**TASK TO COMPLETE:** Sort through the material below and copy each line with "value".

**SUPPLIED MATERIAL:**
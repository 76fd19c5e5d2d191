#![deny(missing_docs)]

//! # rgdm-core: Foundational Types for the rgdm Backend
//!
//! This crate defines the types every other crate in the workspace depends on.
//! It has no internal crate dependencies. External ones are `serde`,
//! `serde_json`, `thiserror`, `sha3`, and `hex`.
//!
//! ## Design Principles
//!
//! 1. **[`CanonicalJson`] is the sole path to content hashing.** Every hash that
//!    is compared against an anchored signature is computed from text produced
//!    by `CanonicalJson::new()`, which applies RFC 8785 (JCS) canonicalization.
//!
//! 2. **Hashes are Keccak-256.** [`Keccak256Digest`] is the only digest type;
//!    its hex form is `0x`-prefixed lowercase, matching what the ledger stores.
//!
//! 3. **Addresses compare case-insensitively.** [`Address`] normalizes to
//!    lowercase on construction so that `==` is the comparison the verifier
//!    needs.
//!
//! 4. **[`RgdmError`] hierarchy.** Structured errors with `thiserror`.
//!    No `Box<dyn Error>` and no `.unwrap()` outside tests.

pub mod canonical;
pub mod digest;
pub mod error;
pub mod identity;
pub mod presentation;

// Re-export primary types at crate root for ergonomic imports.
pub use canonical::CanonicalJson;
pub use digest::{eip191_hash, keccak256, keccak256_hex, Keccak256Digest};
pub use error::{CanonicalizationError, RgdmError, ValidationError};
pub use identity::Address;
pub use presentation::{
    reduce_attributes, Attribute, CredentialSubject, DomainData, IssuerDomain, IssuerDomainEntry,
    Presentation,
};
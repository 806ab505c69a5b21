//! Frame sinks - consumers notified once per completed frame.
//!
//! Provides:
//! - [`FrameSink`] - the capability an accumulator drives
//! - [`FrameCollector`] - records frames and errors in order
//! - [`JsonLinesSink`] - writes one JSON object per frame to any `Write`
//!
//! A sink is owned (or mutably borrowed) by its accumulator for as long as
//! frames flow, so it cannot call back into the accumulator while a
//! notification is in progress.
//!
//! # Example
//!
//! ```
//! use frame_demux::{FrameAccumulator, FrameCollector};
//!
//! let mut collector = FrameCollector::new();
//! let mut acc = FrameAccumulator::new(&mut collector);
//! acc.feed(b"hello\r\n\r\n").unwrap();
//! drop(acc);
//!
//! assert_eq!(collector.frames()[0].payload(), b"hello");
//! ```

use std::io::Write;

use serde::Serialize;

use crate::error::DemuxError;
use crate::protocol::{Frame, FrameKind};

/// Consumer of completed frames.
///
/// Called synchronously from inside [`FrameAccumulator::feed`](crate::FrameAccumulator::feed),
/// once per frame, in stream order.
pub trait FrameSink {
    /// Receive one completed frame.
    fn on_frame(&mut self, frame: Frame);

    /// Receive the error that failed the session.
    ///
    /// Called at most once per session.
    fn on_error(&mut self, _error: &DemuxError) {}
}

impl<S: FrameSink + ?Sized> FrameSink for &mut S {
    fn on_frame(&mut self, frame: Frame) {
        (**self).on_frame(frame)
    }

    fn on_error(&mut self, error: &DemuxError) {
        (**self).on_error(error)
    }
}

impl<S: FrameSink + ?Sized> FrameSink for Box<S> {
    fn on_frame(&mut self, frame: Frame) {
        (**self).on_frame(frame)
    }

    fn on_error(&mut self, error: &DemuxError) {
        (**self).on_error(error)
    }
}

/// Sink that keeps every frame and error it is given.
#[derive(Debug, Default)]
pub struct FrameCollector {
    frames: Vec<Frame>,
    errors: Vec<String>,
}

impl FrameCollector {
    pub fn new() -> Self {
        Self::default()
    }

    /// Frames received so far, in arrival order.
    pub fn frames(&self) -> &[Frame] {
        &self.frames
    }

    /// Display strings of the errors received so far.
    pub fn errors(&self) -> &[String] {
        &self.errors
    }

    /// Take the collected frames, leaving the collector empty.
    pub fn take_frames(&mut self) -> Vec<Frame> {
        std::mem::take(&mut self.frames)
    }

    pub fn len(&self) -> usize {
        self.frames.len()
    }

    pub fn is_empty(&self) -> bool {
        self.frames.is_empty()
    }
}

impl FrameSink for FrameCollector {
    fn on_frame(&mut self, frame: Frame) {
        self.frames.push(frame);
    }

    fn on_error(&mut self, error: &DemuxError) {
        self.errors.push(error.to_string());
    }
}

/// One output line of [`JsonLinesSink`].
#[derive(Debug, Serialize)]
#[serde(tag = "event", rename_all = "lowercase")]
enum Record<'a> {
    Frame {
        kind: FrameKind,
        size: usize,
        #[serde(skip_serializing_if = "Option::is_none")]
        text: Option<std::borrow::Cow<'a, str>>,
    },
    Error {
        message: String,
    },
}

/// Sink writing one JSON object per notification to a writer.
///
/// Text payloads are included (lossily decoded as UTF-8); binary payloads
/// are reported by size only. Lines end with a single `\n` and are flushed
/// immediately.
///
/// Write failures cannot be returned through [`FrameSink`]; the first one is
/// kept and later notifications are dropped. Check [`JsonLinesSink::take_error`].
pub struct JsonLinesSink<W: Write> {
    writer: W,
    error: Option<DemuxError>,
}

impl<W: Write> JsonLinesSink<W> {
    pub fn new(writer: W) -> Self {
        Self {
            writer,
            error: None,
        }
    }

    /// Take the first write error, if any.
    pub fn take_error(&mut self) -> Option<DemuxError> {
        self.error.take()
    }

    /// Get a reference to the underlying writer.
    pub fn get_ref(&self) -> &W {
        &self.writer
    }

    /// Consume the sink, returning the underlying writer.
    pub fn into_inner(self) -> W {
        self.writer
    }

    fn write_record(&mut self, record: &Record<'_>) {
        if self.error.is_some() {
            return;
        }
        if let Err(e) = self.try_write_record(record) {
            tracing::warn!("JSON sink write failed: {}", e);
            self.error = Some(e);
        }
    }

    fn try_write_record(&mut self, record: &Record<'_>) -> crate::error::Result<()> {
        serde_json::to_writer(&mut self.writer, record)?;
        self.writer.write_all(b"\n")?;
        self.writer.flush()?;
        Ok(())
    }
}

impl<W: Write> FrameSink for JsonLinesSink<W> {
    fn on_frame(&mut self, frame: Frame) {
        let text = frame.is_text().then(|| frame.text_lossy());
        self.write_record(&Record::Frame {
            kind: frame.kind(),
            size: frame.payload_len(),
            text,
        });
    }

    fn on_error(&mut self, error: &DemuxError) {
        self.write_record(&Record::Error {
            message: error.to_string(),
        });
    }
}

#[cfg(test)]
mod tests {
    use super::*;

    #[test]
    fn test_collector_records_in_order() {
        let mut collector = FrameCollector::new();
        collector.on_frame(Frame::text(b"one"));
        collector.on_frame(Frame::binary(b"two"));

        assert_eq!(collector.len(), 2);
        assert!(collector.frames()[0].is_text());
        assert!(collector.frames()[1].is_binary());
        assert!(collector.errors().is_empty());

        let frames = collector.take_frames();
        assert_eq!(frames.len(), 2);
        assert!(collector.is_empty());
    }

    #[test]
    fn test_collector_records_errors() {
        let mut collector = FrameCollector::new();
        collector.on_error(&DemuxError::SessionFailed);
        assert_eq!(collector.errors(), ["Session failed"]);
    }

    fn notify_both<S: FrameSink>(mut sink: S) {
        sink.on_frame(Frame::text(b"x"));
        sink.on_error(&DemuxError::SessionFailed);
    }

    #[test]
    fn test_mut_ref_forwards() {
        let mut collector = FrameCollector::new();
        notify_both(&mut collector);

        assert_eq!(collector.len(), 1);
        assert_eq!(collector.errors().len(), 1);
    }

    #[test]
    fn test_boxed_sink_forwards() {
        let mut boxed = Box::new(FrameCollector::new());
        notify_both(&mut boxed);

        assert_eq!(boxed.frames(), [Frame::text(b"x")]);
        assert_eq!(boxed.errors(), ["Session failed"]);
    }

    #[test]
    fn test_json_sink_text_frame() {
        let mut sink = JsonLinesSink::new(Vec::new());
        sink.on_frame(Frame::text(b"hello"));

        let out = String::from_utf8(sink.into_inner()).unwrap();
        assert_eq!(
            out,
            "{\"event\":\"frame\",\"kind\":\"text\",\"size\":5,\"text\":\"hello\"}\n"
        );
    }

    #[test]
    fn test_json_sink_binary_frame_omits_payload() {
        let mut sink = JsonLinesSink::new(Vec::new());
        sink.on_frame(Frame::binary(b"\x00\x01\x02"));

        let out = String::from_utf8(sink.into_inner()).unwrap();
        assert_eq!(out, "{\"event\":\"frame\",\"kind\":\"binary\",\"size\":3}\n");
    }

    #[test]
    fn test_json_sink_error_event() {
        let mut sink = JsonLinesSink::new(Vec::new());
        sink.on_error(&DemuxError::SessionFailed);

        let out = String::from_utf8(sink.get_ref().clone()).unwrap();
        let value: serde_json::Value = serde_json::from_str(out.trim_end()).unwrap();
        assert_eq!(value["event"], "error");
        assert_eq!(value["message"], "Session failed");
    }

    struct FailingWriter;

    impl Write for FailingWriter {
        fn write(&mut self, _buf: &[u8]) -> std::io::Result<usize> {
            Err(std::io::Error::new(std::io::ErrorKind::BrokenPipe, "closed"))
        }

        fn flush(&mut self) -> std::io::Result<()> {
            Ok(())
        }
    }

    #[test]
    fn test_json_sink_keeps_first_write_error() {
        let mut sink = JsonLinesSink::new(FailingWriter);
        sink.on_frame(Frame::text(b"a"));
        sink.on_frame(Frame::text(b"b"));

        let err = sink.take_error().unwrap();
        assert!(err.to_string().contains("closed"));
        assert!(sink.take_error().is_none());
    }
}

**SOLUTION FOR THIS EXERCISE:**
        let value: serde_json::Value = serde_json::from_str(out.trim_end()).unwrap();
        assert_eq!(value["event"], "error");
        assert_eq!(value["message"], "Session failed");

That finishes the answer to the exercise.